When two people enter the same data (double data entry), a concern is whether discrepancies exist between the two datasets (the rationale of double data entry), and if so, where. We start by reading in the two datasets, one entered by person1 and the second by person2.
data person1; input id name $ age ht wt income; datalines; 11 john 23 68 145 23000 12 charlie 25 72 178 45000 13 sally 21 64 135 12000 4 mike 34 70 156 5600 43 paul 30 73 189 15600 ; run; data person2; input id name $ age ht wt income; datalines; 11 john 23.5 68 145 23000 12 charles 25 52 178 45000 13 sally 21 64 . 12000 4 michael 34 70 156 5600 43 Paul 30 73 189 5600 ; run;
We start by sorting the two datasets by the id variable, id, and then use the compare procedure to see if any discrepancies exist between the two datasets.
proc sort data = person1; by id; run; proc sort data = person2; by id; run; proc compare base = person1 compare = person2 novalues; run; The COMPARE Procedure Comparison of WORK.PERSON1 with WORK.PERSON2 (Method=EXACT) Data Set Summary Dataset Created Modified NVar NObs WORK.PERSON1 18JAN06:09:01:28 18JAN06:09:01:28 6 5 WORK.PERSON2 18JAN06:09:01:28 18JAN06:09:01:28 6 5 Variables Summary Number of Variables in Common: 6. Observation Summary Observation Base Compare First Obs 1 1 First Unequal 1 1 Last Unequal 5 5 Last Obs 5 5 Number of Observations in Common: 5. Total Number of Observations Read from WORK.PERSON1: 5. Total Number of Observations Read from WORK.PERSON2: 5. Number of Observations with Some Compared Variables Unequal: 5. Number of Observations with All Compared Variables Equal: 0. Values Comparison Summary Number of Variables Compared with All Observations Equal: 1. Number of Variables Compared with Some Observations Unequal: 5. Number of Variables with Missing Value Differences: 1. Total Number of Values which Compare Unequal: 7. Maximum Difference: 10000. Variables with Unequal Values Variable Type Len Ndif MaxDif MissDif name CHAR 8 3 0 age NUM 8 1 0.500 0 ht NUM 8 1 20.000 0 wt NUM 8 1 0 1 income NUM 8 1 10000 0
The basic compare procedure revealed that differences do exist. We now want to find the discrepancies by id. We use the by statement to give the discrepancies by observations; if we didn’t have that statement, discrepancies would have been given by the variables. This statement makes it convenient to correct the errors on a case-by-case basis.

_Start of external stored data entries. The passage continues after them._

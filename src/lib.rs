pub mod cli;
pub mod load_config;
pub mod storage;

pub use cli::{run, Cli, Commands};
pub use s3site_core::{DeployConfig, DeployError, DeployReport};
pub use storage::{Credentials, S3Store};

/// Deploy `config` to AWS S3: destroy the bucket if it exists, recreate it as a
/// public website, then upload `src_path`.
///
/// `credentials` are handed to the S3 client as-is; `None` uses the AWS default chain.
pub async fn deploy(
    config: DeployConfig,
    credentials: Option<Credentials>,
) -> Result<DeployReport, DeployError> {
    let store = S3Store::connect(&config, credentials).await;
    s3site_core::deploy(store, config).await
}
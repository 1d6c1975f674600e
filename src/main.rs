use anyhow::Result;
use clap::Parser;
use s3site::cli::{run, Cli};
use tracing_subscriber::EnvFilter;

#[tokio::main]
async fn main() -> Result<()> {
    // Load environment
    dotenvy::dotenv().ok();

    // Initialize tracing for the CLI.
    tracing_subscriber::fmt()
        .with_env_filter(
            EnvFilter::try_from_default_env().unwrap_or_else(|_| EnvFilter::new("info")),
        )
        .init();
    tracing::info!("CLI application startup: tracing initialised, environment loaded");

    let cli = Cli::parse();
    tracing::info!("CLI arguments parsed, invoking run");
    let result = run(cli).await;
    match &result {
        Ok(_) => tracing::info!("CLI completed successfully"),
        Err(e) => tracing::error!(error = %e, "CLI exited with error"),
    }
    result
}
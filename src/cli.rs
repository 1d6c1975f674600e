///
/// This module implements the CLI interface for s3site: command parsing, argument
/// handling and user-visible output.
///
/// All deploy logic (bucket lifecycle, directory upload) lives in the [`s3site-core`]
/// crate. This module is strictly glue: load config, build the S3 store, call the
/// controller, report the outcome.
///
/// ## How To Use
/// - For command-line users: use the installed `s3site` binary with `--help`.
/// - For programmatic/integration use: call [`run`] with a constructed [`Cli`].
///
/// [`s3site-core`]: ../../s3site-core/
/// [`Cli`]: struct.Cli.html
/// [`run`]: fn.run.html
use crate::load_config::load_config;
use crate::storage::S3Store;
use anyhow::Result;
use clap::{Parser, Subcommand};
use s3site_core::{BucketController, Existence};
use std::path::PathBuf;

/// CLI for s3site: publish a local folder as a static website on S3.
#[derive(Parser)]
#[clap(
    name = "s3site",
    version,
    about = "Deploy a local directory as a public static website on an S3 bucket"
)]
pub struct Cli {
    #[clap(subcommand)]
    pub command: Commands,
}

#[derive(Subcommand)]
pub enum Commands {
    /// Tear down the bucket if present, recreate it as a website, and upload the site
    Deploy {
        /// Path to the YAML config file
        #[clap(long)]
        config: PathBuf,
        /// Override the configured source directory
        #[clap(long)]
        src_path: Option<PathBuf>,
    },
    /// Delete every object and then the bucket itself
    Destroy {
        /// Path to the YAML config file
        #[clap(long)]
        config: PathBuf,
    },
    /// Create the bucket, enable website hosting and make it publicly readable
    Create {
        /// Path to the YAML config file
        #[clap(long)]
        config: PathBuf,
    },
    /// Upload the source directory into an existing bucket
    Upload {
        /// Path to the YAML config file
        #[clap(long)]
        config: PathBuf,
        /// Override the configured source directory
        #[clap(long)]
        src_path: Option<PathBuf>,
    },
    /// Report whether the bucket exists
    Status {
        /// Path to the YAML config file
        #[clap(long)]
        config: PathBuf,
    },
    /// List the keys currently stored in the bucket
    List {
        /// Path to the YAML config file
        #[clap(long)]
        config: PathBuf,
    },
}

impl Commands {
    fn name(&self) -> &'static str {
        match self {
            Commands::Deploy { .. } => "deploy",
            Commands::Destroy { .. } => "destroy",
            Commands::Create { .. } => "create",
            Commands::Upload { .. } => "upload",
            Commands::Status { .. } => "status",
            Commands::List { .. } => "list",
        }
    }

    fn config_path(&self) -> &PathBuf {
        match self {
            Commands::Deploy { config, .. }
            | Commands::Destroy { config }
            | Commands::Create { config }
            | Commands::Upload { config, .. }
            | Commands::Status { config }
            | Commands::List { config } => config,
        }
    }

    fn src_override(&self) -> Option<&PathBuf> {
        match self {
            Commands::Deploy { src_path, .. } | Commands::Upload { src_path, .. } => {
                src_path.as_ref()
            }
            _ => None,
        }
    }
}

/// Extracted async CLI logic entrypoint for integration tests and main()
pub async fn run(cli: Cli) -> Result<()> {
    // Emit a top-level 'trace_initialised' event at the very start
    tracing::info!("trace_initialised");

    let command = cli.command.name();
    let mut loaded = load_config(cli.command.config_path())?;
    if let Some(src) = cli.command.src_override() {
        tracing::info!(command, src_path = %src.display(), "Overriding configured src_path");
        loaded.deploy.src_path = Some(src.clone());
    }

    let store = S3Store::connect(&loaded.deploy, loaded.credentials.take()).await;
    let controller = BucketController::new(store, loaded.deploy)?;
    tracing::info!(command, bucket = %controller.bucket_name(), "Running command");

    let result = match cli.command {
        Commands::Deploy { .. } => controller.deploy().await.map(|report| {
            println!(
                "Deployed {} objects to {}",
                report.uploaded_keys.len(),
                report.bucket
            );
            println!("{}", report.website_url);
        }),
        Commands::Destroy { .. } => controller
            .destroy()
            .await
            .map(|()| println!("Destroyed {}", controller.bucket_name())),
        Commands::Create { .. } => controller.create().await.map(|()| {
            println!("Created {}", controller.bucket_name());
            println!("{}", controller.website_url());
        }),
        Commands::Upload { .. } => controller.upload().await.map(|report| {
            println!(
                "Uploaded {} objects to {}",
                report.keys.len(),
                controller.bucket_name()
            );
        }),
        Commands::Status { .. } => controller.verify_existence().await.map(|existence| {
            match existence {
                Existence::Exists => println!("{}: exists", controller.bucket_name()),
                Existence::NotFound => println!("{}: not found", controller.bucket_name()),
            }
        }),
        Commands::List { .. } => controller.list_contents().await.map(|contents| {
            for object in contents {
                println!("{}", object.key);
            }
        }),
    };

    match result {
        Ok(()) => {
            tracing::info!(command, "Command complete");
            Ok(())
        }
        Err(e) => {
            tracing::error!(command, error = %e, "Command failed");
            Err(anyhow::Error::new(e))
        }
    }
}
//! Poll-until-converged policy for eventually consistent bucket state.
//!
//! A bucket that was just deleted may still answer an existence probe, and a bucket
//! that was just created may not answer yet. The controller waits for the expected
//! state using the backoff schedule produced here. Failed requests are never retried.

use std::time::Duration;

use serde::{Deserialize, Serialize};

#[derive(Debug, Clone, Copy, PartialEq, Eq, Serialize, Deserialize)]
#[serde(default)]
pub struct ConsistencyPolicy {
    pub enabled: bool,
    pub initial_delay_ms: u64,
    pub max_delay_ms: u64,
    pub max_wait_ms: u64,
}

impl Default for ConsistencyPolicy {
    fn default() -> Self {
        Self {
            enabled: true,
            initial_delay_ms: 250,
            max_delay_ms: 4_000,
            max_wait_ms: 60_000,
        }
    }
}

impl ConsistencyPolicy {
    pub fn disabled() -> Self {
        Self {
            enabled: false,
            ..Self::default()
        }
    }

    pub fn max_wait(&self) -> Duration {
        Duration::from_millis(self.max_wait_ms)
    }

    /// Sleep durations between successive probes. Doubles from the initial delay,
    /// capped per step at `max_delay_ms`; the sum never exceeds `max_wait_ms`.
    pub fn delays(&self) -> Backoff {
        Backoff {
            next: Duration::from_millis(self.initial_delay_ms.max(1)),
            max_delay: Duration::from_millis(self.max_delay_ms.max(1)),
            remaining: self.max_wait(),
        }
    }
}

#[derive(Debug, Clone)]
pub struct Backoff {
    next: Duration,
    max_delay: Duration,
    remaining: Duration,
}

impl Iterator for Backoff {
    type Item = Duration;

    fn next(&mut self) -> Option<Duration> {
        if self.remaining.is_zero() {
            return None;
        }
        let delay = self.next.min(self.max_delay).min(self.remaining);
        self.remaining -= delay;
        self.next = self.next.saturating_mul(2);
        Some(delay)
    }
}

proc compare base = person1 compare = person2 brief;
by id;
id id;
run;
The COMPARE Procedure
Comparison of WORK.PERSON1 with WORK.PERSON2
(Method=EXACT)
id=4
NOTE: Values of the following 1 variables compare unequal: name
Value Comparison Results for Variables
_________________________________________________________
|| Base Value Compare Value
id || name name
_______ || ________ ________
||
4 || mike michael
_________________________________________________________
id=11
NOTE: Values of the following 1 variables compare unequal: age
Value Comparison Results for Variables
_________________________________________________________
|| Base Compare
id || age age Diff. % Diff
_______ || _________ _________ _________ _________
||
11 || 23.0000 23.5000 0.5000 2.1739
_________________________________________________________
id=12
NOTE: Values of the following 2 variables compare unequal: name ht
Value Comparison Results for Variables
_________________________________________________________
|| Base Value Compare Value
id || name name
_______ || ________ ________
||
12 || charlie charles
_________________________________________________________
_________________________________________________________
|| Base Compare
id || ht ht Diff. % Diff
_______ || _________ _________ _________ _________
||
12 || 72.0000 52.0000 -20.0000 -27.7778
_________________________________________________________
id=13
NOTE: Values of the following 1 variables compare unequal: wt
Value Comparison Results for Variables
_________________________________________________________
|| Base Compare
id || wt wt Diff. % Diff
_______ || _________ _________ _________ _________
||
13 || 135.0000 . . .
_________________________________________________________
id=43
NOTE: Values of the following 2 variables compare unequal: name income
Value Comparison Results for Variables
_________________________________________________________
|| Base Value Compare Value
id || name name
_______ || ________ ________
||
43 || paul Paul
_________________________________________________________
________________________________________________________
|| Base Compare
id || income income Diff. % Diff
_______ || _________ _________ _________ _________
||
43 || 15600 5600 -10000 -64.1026
_________________________________________________________
We note that from the last case, id = 43, the procedure is case sensitive for character variables.